• Do not register here on develop.twiki.org, login with your twiki.org account.
• Use View topic Item7848 for generic doc work for TWiki-6.1.1. Use View topic Item7851 for doc work on extensions that are not part of a release. More... Close
• Anything you create or change in standard webs (Main, TWiki, Sandbox etc) will be automatically reverted on every SVN update.
Does this site look broken?. Use the LitterTray web for test cases.

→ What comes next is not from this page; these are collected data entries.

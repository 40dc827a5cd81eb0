// src/lib.rs

#[macro_use]
pub mod macros;
#[macro_use]
pub mod log;

pub mod catalog;
pub mod config;
pub mod core;
pub mod csv;
pub mod error;
pub mod file;
pub mod plan;
pub mod progress;
pub mod schedule;

#[cfg(feature = "cli")]
pub mod cli;

pub use catalog::{Catalog, CatalogEntry, Distance};
pub use error::PlanError;
pub use plan::{AlignTo, PlanRequest, TrainingPlan, generate_plan};
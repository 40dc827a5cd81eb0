// src/core/sanitize.rs

/// Collapse runs of whitespace (including NBSP) into one space and trim.
pub fn normalize_ws(s: &str) -> String {
    let mut out = String::with_capacity(s.len());
    let mut prev_space = false;
    for ch in s.chars() {
        if ch.is_whitespace() {
            if !prev_space { out.push(' '); prev_space = true; }
        } else { out.push(ch); prev_space = false; }
    }
    out.trim().to_string()
}

/// Lowercase, filesystem-safe stem: alphanumerics kept, runs of anything else become one '-'.
/// Falls back to `fallback` if nothing survives.
pub fn sanitize_filename(name: &str, fallback: &str) -> String {
    let mut out = String::with_capacity(name.len());
    let mut last_dash = false;
    for ch in name.chars() {
        if ch.is_ascii_alphanumeric() {
            out.push(ch.to_ascii_lowercase());
            last_dash = false;
        } else if !last_dash {
            out.push('-');
            last_dash = true;
        }
    }
    let out = out.trim_matches('-').to_string();
    if out.is_empty() { s!(fallback) } else { out }
}
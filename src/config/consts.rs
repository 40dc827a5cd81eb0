// src/config/consts.rs

// Net config
pub const PROGRAMS_BASE_URL: &str = "https://www.halhigdon.com/training-programs/";
pub const DEFAULT_USER_AGENT: &str = concat!("race_plan/", env!("CARGO_PKG_VERSION"));
pub const FETCH_TIMEOUT_SECS: u64 = 30;

// Parse
pub const SCHEDULE_TABLE_CLASS: &str = "tablesaw";
pub const DAYS_PER_WEEK: usize = 7;

// Export
pub const DEFAULT_OUT_DIR: &str = "out";
pub const DEFAULT_FILE: &str = "plan";
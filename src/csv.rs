// src/csv.rs
use std::io::{self, Write};

fn needs_quotes(field: &str, sep: char) -> bool {
    field.contains(sep) || field.contains('"') || field.contains('\n') || field.contains('\r')
}

/// Write a single CSV/TSV row to any writer.
pub fn write_row<W: Write, S: AsRef<str>>(mut w: W, row: &[S], sep: char) -> io::Result<()> {
    let mut first = true;
    for cell in row {
        let cell = cell.as_ref();
        if !first { write!(w, "{}", sep)?; } else { first = false; }
        if needs_quotes(cell, sep) {
            let escaped = cell.replace('"', "\"\"");
            write!(w, "\"{}\"", escaped)?;
        } else {
            write!(w, "{}", cell)?;
        }
    }
    writeln!(w)
}

/// Write an optional header line and then every row.
pub fn write_table<W: Write>(
    mut w: W,
    headers: Option<&[String]>,
    rows: &[Vec<String>],
    sep: char,
) -> io::Result<()> {
    if let Some(h) = headers {
        write_row(&mut w, h, sep)?;
    }
    for r in rows {
        write_row(&mut w, r, sep)?;
    }
    Ok(())
}

/// Full export as a String (stdout / clipboard-style output).
pub fn to_export_string(headers: Option<&[String]>, rows: &[Vec<String>], sep: char) -> String {
    let mut buf: Vec<u8> = Vec::new();
    if let Err(e) = write_table(&mut buf, headers, rows, sep) {
        loge!("Export: in-memory write failed: {e}");
    }

    match String::from_utf8(buf) {
        Ok(s) => s,
        Err(e) => String::from_utf8_lossy(&e.into_bytes()).into_owned(),
    }
}
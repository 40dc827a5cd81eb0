// src/log.rs
//
// Short logging macros on top of the `log` facade.
// Messages carry an elapsed-since-first-log stamp so a run reads as a timeline.
// The binary decides where records go (env_logger); the library only emits.

use std::sync::OnceLock;
use std::time::Instant;

pub use ::log::Level;

static START: OnceLock<Instant> = OnceLock::new();

fn start() -> Instant {
    *START.get_or_init(Instant::now)
}

pub fn fmt_elapsed(ms: u128) -> String {
    let total_ms = ms as u64;
    let h = total_ms / 3_600_000;
    let m = (total_ms % 3_600_000) / 60_000;
    let s = (total_ms % 60_000) / 1_000;
    let ms = total_ms % 1_000;
    format!("{h:02}:{m:02}:{s:02}.{ms:03}")
}

/// Internal logging function
pub fn write_log(level: Level, msg: &str) {
    let elapsed = fmt_elapsed(start().elapsed().as_millis());
    ::log::log!(target: "race_plan", level, "[{elapsed}] {msg}");
}

/// Info-level logging
#[macro_export]
macro_rules! logf {
    ($($arg:tt)*) => {
        $crate::log::write_log($crate::log::Level::Info, &format!($($arg)*))
    };
}

/// Debug-level logging
#[macro_export]
macro_rules! logd {
    ($($arg:tt)*) => {
        $crate::log::write_log($crate::log::Level::Debug, &format!($($arg)*))
    };
}

/// Error-level logging
#[macro_export]
macro_rules! loge {
    ($($arg:tt)*) => {
        $crate::log::write_log($crate::log::Level::Error, &format!($($arg)*))
    };
}

#[cfg(test)]
mod tests {
    use super::fmt_elapsed;

    #[test]
    fn elapsed_stamp_is_zero_padded() {
        assert_eq!(fmt_elapsed(0), "00:00:00.000");
        assert_eq!(fmt_elapsed(3_723_004), "01:02:03.004");
    }
}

Item4831: Embedded HTML elements within TML are mutilated or eliminated

Item Form Data

AppliesTo: Component: Priority: CurrentState: WaitingFor: TargetRelease ReleasedIn
Extension TinyMCEPlugin Urgent Closed   n/a  

Edit Form Data

Reported By:
Applies To:
Current State:
Waiting For:
Target Release:
Released In:


Consider a TWiki topic which contains explicit HTML, like e.g.
<div style="border: thin solid red">

After a TMCE edit/save cycle either the attributes are gone (for example in <br class="wide" />) or the elements vanish completely (as in the div example above). During editing they're still there, visible both in WYSIWYG and HTML source.

Currently this is a show stopper for us. In the long run, I would have tried to replace all explicit HTML with TWiki preferences, but there's still a lot of stuff around which has been copypasted from legacy web pages. Some are tables with class attributes which are absolutely needed for the table layout.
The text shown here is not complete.